YOUR TASK: For the word "when", find each line in the entries where it occurs and copy that line.

ENTRIES SUPPLIED:
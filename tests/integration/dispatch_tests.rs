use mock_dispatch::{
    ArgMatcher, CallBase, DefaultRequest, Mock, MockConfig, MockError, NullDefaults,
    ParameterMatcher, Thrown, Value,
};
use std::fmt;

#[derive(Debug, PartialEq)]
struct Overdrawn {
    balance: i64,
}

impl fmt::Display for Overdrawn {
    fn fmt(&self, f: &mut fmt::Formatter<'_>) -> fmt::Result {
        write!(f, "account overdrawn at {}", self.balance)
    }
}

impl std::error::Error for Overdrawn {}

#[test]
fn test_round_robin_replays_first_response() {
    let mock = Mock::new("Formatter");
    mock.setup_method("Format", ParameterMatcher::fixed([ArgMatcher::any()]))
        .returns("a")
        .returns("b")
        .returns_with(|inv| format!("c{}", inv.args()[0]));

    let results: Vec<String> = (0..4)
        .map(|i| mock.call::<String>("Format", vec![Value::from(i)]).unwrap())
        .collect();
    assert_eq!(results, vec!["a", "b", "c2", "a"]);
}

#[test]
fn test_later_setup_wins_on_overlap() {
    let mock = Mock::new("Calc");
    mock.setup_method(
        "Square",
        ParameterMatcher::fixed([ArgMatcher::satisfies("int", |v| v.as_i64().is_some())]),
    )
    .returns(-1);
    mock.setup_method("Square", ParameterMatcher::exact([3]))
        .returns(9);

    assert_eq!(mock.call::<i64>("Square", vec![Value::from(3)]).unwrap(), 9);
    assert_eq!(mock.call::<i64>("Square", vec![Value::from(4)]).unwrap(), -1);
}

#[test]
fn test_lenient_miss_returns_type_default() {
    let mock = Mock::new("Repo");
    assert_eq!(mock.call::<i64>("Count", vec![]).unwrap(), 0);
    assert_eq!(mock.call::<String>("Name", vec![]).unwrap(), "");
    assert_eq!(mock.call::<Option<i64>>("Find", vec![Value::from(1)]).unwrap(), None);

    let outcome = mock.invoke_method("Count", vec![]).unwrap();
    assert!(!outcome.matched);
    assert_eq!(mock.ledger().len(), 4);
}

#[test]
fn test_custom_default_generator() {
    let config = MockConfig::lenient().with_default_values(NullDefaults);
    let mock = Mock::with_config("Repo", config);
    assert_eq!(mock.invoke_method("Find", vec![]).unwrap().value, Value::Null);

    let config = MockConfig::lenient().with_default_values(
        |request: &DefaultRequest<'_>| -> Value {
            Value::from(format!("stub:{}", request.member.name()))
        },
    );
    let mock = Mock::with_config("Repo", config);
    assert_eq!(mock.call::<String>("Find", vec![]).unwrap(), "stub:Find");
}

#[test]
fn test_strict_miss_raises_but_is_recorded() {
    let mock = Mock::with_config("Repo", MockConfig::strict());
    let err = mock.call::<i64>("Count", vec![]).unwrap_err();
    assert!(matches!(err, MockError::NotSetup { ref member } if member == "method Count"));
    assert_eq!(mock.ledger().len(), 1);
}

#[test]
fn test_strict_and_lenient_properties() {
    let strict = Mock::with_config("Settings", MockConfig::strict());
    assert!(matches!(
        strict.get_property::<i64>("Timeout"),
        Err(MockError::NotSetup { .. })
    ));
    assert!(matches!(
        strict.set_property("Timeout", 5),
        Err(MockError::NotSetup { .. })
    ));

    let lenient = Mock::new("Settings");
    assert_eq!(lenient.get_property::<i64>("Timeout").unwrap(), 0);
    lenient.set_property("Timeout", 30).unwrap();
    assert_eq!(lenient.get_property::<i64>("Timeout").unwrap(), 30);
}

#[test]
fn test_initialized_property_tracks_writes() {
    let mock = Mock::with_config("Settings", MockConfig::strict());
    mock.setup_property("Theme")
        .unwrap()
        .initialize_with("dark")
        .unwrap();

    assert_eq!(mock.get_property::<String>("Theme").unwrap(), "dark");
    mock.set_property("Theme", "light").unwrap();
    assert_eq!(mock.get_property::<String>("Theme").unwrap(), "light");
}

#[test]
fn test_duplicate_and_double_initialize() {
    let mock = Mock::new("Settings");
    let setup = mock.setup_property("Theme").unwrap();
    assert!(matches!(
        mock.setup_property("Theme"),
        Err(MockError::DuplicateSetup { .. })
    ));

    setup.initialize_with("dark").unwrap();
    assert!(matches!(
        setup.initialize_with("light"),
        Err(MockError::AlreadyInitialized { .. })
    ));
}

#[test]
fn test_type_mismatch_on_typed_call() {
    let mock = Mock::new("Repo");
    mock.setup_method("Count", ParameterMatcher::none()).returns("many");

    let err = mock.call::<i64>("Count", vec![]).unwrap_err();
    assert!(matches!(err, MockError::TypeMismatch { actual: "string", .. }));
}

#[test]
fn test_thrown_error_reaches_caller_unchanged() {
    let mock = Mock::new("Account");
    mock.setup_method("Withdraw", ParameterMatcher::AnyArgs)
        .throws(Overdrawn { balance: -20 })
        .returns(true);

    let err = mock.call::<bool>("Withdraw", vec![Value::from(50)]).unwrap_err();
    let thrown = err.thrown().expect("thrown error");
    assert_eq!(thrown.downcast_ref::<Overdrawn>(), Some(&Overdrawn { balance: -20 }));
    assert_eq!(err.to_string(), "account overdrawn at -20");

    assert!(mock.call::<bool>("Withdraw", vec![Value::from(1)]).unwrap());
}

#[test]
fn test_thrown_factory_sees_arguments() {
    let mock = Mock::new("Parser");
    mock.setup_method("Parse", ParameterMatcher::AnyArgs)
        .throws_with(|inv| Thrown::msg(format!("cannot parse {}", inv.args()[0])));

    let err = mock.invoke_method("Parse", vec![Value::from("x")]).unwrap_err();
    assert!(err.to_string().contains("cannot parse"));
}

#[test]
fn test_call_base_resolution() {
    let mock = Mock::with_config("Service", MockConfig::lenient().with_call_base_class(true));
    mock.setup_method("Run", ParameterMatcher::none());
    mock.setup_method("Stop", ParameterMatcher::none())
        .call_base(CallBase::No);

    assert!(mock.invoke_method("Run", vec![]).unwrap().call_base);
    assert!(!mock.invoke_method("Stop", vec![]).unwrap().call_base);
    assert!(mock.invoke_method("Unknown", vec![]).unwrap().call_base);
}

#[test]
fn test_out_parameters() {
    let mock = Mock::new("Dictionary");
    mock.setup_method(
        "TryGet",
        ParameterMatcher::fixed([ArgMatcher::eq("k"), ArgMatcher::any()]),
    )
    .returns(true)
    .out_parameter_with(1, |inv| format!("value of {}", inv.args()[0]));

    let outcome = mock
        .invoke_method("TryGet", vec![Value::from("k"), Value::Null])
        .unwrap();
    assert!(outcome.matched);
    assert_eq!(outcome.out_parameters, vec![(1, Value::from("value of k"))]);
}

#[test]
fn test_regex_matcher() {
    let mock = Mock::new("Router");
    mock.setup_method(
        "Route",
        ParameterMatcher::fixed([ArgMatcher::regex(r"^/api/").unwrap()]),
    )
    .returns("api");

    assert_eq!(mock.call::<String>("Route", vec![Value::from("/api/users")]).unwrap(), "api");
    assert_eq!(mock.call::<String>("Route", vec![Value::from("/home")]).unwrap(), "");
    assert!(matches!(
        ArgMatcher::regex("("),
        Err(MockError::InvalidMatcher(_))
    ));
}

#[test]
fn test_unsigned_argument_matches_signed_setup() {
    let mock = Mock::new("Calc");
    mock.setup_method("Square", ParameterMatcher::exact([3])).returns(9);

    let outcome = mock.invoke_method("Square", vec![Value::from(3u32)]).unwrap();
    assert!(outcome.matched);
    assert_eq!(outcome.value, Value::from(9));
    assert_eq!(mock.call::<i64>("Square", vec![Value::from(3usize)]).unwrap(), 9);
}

---

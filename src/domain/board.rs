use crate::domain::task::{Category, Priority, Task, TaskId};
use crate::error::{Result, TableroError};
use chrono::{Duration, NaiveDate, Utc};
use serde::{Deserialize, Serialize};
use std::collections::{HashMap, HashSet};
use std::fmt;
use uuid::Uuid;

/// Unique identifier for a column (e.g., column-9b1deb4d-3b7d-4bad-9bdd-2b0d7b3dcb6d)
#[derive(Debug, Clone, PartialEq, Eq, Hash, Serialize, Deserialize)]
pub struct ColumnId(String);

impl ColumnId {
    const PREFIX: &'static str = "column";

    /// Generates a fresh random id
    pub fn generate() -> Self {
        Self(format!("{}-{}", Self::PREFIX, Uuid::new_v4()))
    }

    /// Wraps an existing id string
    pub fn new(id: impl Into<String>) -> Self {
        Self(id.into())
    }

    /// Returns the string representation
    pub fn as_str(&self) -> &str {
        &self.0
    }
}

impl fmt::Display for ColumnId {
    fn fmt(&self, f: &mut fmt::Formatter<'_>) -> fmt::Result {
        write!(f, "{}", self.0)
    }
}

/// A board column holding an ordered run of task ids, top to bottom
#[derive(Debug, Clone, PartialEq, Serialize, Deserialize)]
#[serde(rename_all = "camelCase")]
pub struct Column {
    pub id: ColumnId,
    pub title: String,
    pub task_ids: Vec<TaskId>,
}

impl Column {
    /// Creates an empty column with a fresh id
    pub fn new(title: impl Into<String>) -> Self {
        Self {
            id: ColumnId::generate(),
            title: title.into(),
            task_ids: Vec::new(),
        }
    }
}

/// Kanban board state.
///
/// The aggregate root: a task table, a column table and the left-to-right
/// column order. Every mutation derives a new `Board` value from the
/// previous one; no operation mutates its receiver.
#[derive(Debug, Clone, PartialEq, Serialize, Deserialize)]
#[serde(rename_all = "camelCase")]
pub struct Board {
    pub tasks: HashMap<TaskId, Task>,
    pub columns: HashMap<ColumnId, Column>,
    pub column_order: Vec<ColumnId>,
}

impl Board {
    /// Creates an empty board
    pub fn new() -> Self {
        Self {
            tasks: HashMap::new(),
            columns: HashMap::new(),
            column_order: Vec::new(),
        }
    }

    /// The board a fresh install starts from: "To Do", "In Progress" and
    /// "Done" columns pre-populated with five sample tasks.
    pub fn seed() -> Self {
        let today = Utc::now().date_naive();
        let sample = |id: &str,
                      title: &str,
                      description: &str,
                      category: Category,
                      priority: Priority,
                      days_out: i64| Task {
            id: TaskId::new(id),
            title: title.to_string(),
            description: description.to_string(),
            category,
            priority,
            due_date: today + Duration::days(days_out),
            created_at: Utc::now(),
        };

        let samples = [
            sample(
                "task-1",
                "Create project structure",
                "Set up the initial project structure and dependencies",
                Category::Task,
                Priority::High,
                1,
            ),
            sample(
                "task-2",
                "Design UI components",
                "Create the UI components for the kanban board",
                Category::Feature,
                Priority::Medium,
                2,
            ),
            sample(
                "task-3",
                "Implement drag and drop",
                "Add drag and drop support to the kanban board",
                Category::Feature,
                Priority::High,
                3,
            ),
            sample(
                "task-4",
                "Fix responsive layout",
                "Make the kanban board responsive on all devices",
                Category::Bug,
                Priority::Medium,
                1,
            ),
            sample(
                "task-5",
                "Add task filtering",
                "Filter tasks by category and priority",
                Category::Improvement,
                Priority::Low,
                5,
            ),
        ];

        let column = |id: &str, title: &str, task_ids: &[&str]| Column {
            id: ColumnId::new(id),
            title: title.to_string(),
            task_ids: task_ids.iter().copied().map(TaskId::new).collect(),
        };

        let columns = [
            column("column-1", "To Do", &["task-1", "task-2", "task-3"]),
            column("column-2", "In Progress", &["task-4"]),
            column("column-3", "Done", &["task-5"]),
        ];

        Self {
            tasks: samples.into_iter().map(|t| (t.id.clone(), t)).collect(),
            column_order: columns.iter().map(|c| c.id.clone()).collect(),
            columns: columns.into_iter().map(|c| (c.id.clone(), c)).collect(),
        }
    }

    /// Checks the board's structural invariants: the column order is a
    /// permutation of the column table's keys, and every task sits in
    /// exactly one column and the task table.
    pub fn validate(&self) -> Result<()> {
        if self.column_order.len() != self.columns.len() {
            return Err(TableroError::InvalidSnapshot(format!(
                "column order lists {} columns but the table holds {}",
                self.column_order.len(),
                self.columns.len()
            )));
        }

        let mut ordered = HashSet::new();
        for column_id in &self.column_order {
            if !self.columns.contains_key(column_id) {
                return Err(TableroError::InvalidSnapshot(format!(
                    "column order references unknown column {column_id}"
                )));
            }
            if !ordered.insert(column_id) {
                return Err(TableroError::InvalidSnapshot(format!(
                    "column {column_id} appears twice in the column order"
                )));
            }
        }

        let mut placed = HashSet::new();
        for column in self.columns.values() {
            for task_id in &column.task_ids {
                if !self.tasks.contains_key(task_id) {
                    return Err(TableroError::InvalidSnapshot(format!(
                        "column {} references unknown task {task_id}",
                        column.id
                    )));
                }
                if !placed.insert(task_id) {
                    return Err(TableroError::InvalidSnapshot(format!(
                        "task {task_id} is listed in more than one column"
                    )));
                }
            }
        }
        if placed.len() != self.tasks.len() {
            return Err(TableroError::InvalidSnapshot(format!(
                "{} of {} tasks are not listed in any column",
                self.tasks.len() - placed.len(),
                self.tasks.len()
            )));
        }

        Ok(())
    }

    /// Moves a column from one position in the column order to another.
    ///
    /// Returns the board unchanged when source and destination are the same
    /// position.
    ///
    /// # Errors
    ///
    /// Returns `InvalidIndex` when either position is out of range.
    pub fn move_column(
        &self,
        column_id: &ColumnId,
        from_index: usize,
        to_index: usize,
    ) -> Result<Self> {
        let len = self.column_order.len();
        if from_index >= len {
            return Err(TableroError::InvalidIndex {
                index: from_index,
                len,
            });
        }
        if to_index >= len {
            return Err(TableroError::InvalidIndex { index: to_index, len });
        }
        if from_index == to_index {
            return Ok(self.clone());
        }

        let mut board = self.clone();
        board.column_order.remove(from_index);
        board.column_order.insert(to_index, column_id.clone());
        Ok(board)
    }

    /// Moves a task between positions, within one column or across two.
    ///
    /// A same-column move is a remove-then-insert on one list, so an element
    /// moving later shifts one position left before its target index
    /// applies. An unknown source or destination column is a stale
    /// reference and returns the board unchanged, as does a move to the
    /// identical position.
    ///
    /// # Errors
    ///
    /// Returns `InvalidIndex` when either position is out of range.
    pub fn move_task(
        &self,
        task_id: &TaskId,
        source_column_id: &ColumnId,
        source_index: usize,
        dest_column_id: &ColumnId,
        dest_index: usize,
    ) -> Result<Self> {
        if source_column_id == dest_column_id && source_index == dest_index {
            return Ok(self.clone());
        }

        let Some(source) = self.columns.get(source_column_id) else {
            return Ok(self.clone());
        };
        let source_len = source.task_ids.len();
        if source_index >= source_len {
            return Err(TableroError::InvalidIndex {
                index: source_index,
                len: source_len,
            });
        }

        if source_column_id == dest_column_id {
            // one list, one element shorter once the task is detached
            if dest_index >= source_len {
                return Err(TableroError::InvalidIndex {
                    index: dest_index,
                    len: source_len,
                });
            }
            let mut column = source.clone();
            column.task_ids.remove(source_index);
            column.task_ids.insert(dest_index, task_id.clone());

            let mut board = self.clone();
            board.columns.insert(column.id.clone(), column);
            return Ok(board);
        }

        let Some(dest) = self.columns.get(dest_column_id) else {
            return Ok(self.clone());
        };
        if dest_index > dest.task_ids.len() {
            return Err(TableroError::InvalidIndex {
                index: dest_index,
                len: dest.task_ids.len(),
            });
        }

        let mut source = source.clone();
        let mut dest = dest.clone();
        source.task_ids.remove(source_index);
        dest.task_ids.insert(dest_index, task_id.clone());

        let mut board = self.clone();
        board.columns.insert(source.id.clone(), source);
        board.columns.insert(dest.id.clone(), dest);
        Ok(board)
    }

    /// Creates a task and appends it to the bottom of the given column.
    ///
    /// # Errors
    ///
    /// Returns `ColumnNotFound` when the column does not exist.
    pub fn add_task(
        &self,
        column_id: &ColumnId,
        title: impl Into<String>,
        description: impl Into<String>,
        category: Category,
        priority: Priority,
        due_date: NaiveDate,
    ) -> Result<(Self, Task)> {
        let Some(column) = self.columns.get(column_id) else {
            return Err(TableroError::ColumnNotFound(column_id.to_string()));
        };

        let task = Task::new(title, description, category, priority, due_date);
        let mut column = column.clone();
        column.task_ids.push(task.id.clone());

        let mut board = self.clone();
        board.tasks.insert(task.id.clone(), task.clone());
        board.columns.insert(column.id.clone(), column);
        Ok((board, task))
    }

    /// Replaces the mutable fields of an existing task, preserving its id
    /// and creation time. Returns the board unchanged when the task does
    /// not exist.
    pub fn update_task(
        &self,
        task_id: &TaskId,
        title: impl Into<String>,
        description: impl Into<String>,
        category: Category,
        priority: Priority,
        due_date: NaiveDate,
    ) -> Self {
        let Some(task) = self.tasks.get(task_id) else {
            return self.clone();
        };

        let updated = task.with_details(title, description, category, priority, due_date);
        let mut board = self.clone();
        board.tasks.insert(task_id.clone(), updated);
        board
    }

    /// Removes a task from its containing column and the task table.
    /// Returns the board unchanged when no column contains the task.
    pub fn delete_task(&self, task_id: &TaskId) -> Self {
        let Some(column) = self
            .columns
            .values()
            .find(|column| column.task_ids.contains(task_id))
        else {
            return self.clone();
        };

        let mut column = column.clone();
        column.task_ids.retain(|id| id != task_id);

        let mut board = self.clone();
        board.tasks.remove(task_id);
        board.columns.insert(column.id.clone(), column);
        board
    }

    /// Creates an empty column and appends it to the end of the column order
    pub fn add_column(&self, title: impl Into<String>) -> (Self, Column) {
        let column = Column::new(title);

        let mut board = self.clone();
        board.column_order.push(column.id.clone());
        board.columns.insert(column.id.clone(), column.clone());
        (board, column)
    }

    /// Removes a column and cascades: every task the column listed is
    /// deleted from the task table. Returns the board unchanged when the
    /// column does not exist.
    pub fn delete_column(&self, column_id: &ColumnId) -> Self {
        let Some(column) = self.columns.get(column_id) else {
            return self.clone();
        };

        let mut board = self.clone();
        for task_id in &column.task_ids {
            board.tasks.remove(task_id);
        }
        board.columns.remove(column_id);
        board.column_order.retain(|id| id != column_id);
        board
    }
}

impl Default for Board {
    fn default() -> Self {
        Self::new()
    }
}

==

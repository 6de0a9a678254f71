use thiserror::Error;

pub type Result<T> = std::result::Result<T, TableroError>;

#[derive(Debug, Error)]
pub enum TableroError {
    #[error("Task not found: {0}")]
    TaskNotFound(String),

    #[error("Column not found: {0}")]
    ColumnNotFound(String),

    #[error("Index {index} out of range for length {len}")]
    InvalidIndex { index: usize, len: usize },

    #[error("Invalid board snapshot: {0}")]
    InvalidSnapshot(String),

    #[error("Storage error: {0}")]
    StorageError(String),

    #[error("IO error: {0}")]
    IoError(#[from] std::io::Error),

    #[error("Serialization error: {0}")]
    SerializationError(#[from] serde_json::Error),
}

OUTPUT BELOW:
    /// Returns the board unchanged when source and destination are the same
    /// Returns `InvalidIndex` when either position is out of range.
    /// Returns `InvalidIndex` when either position is out of range.
    /// Returns `ColumnNotFound` when the column does not exist.
    /// and creation time. Returns the board unchanged when the task does
    /// Returns the board unchanged when no column contains the task.
    /// deleted from the task table. Returns the board unchanged when the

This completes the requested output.